To ground these ideas, different scenarios that illustrate both pitfalls and solutions in handling neurodata responsibly can be envisioned. In a real-life context, bias in a mood prediction app could be developed using smartphone data (texts, voice tone, sleep patterns) to predict depressive episodes. Initial trials looked promising, but after launch the company finds the app misses warnings for older adults. The reason? The training data came mostly from young users with active phone habits. This sampling bias meant the AI learned patterns that didn’t apply to seniors. Recognizing this, the team partners with a geriatric clinic to collect a more representative dataset and retrains the model. The updated app performs much better across ages, a real-life lesson in why inclusive data collection matters for AI in mental health. It also spurred the team to add an XAI module that highlights which behavior changes trigger an alert, so clinicians and users can understand and trust the warnings (and ensure they’re not based on irrelevant quirks).

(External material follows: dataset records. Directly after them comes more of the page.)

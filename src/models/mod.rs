//! Domain model types for itinerary optimization.
//!
//! Provides the core abstractions: transport options (flights and car
//! rentals) as read-only priced legs, the optimization request, and the
//! candidate itinerary with its derived cost/time totals.

mod itinerary;
mod option;
mod request;

pub use itinerary::CandidateItinerary;
pub use option::{CarLeg, Flight, Mode, TransportOption};
pub use request::OptimizationRequest;
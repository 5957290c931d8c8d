//! Free-text travel-duration parsing and formatting.
//!
//! The option catalog is scraped best-effort data: duration strings arrive
//! in loose `"6h 20m"` shapes, sometimes with components missing or
//! garbled. Parsing never fails — unreadable components count as zero —
//! so one bad record cannot abort a solve.

/// Parses a loosely formatted duration string into whole minutes.
///
/// Recognizes an hours component (`<n>h`) and a minutes component
/// (`<n>m`), in either order. Missing or unparseable components default
/// to 0; fully malformed input yields 0.
///
/// # Examples
///
/// ```
/// use u_itinerary::duration::parse_duration;
///
/// assert_eq!(parse_duration("6h 20m"), 380);
/// assert_eq!(parse_duration("45m"), 45);
/// assert_eq!(parse_duration("2h"), 120);
/// assert_eq!(parse_duration("n/a"), 0);
/// assert_eq!(parse_duration(""), 0);
/// ```
pub fn parse_duration(text: &str) -> u32 {
    let mut hours: Option<u32> = None;
    let mut minutes: Option<u32> = None;
    let mut number: Option<u32> = None;

    for ch in text.chars() {
        if let Some(digit) = ch.to_digit(10) {
            number = Some(number.unwrap_or(0).saturating_mul(10).saturating_add(digit));
        } else {
            match ch {
                'h' | 'H' => {
                    if let Some(n) = number.take() {
                        hours.get_or_insert(n);
                    }
                }
                'm' | 'M' => {
                    if let Some(n) = number.take() {
                        minutes.get_or_insert(n);
                    }
                }
                _ => number = None,
            }
        }
    }

    hours
        .unwrap_or(0)
        .saturating_mul(60)
        .saturating_add(minutes.unwrap_or(0))
}

/// Formats whole minutes as a display duration, e.g. `240` → `"4h 00m"`.
///
/// # Examples
///
/// ```
/// use u_itinerary::duration::format_minutes;
///
/// assert_eq!(format_minutes(240), "4h 00m");
/// assert_eq!(format_minutes(95), "1h 35m");
/// assert_eq!(format_minutes(0), "0h 00m");
/// ```
pub fn format_minutes(minutes: u32) -> String {
    format!("{}h {:02}m", minutes / 60, minutes % 60)
}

In a clinical context, privacy issues could regard modern implanted devices for epilepsy (sometimes called responsive neurostimulators) that can detect seizures and even stimulate the brain to prevent them. These implants generate continuous streams of neural data. In a hypothetical extension, imagine an implant manufacturer that wants to improve its seizure detection algorithm by learning from all its devices in the field. A naive approach would upload every patient’s EEG data to the cloud for analysis: a huge privacy risk and likely impossible under health data regulations. Instead, the company implements an on-device machine learning update. Each implant locally refines the detection model based on the patient’s data and sends only the updated model parameters (not the raw EEG) back to the company’s servers. The servers aggregate updates from hundreds of devices to yield a better global model, which is then sent back to each implant as a firmware update. In this way, patients benefit from the collective intelligence of the entire device network (more accurate seizure prediction) with minimal privacy exposure. This approach also protects against cyber intrusions: since there’s no central trove of raw brain data, there’s less incentive and opportunity for hackers to steal sensitive neural information.

D. Challenges with emerging technologies

While federated learning and XAI represent significant strides in addressing neurotechnology’s data challenges, several emerging paradigms promise transformative potential, yet introduce novel complexities that demand proactive solutions.

  1. Foundation models promise neurotechnology revolution but face dual challenges: their massive data needs exacerbate collection barriers and centralize development power, while inherited societal biases risk propagating harmful clinical stereotypes. The solution may lie in neuro-specific models with curated data and modular architectures enabling targeted bias auditing.

  2. Multimodal convergence of neural, behavioral, contextual, and genomic data enables holistic profiling but intensifies privacy risks through cross-modal re-identification (e.g., neural data linked to identity via gait patterns). Temporal misalignment between modalities (e.g., fMRI’s slow hemodynamics versus millisecond-precise eye-tracking) creates additional hurdles. Solutions may involve differential privacy, homomorphic encryption, and improved multimodal approaches.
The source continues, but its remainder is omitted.